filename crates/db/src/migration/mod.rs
//! Database migrations.
//!
//! Migrations are managed using sea-orm-migration.

pub use sea_orm_migration::prelude::*;

mod m20260301_000001_ledger_schema;

/// Migrator for running database migrations.
pub struct Migrator;

#[async_trait::async_trait]
impl MigratorTrait for Migrator {
    fn migrations() -> Vec<Box<dyn MigrationTrait>> {
        vec![Box::new(m20260301_000001_ledger_schema::Migration)]
    }
}
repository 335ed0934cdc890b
//! Common types used across the application.

pub mod id;

pub use id::*;
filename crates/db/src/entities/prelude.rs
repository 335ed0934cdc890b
//! Entity re-exports.

pub use super::accounts::Entity as Accounts;
pub use super::journal_entries::Entity as JournalEntries;
pub use super::journal_lines::Entity as JournalLines;
pub use super::ledger_lines::Entity as LedgerLines;
pub use super::reconciliations::Entity as Reconciliations;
################
▶ Exercise prompt: The response should consist of all the entries, reproduced word for word.

▶ Result of the task:
filename crates/db/src/migration/mod.rs
//! Database migrations.
//!
//! Migrations are managed using sea-orm-migration.

pub use sea_orm_migration::prelude::*;

mod m20260301_000001_ledger_schema;

/// Migrator for running database migrations.
pub struct Migrator;

#[async_trait::async_trait]
impl MigratorTrait for Migrator {
    fn migrations() -> Vec<Box<dyn MigrationTrait>> {
        vec![Box::new(m20260301_000001_ledger_schema::Migration)]
    }
}
repository 335ed0934cdc890b
//! Common types used across the application.

pub mod id;

pub use id::*;
filename crates/db/src/entities/prelude.rs
repository 335ed0934cdc890b
//! Entity re-exports.

pub use super::accounts::Entity as Accounts;
pub use super::journal_entries::Entity as JournalEntries;
pub use super::journal_lines::Entity as JournalLines;
pub use super::ledger_lines::Entity as LedgerLines;
pub use super::reconciliations::Entity as Reconciliations;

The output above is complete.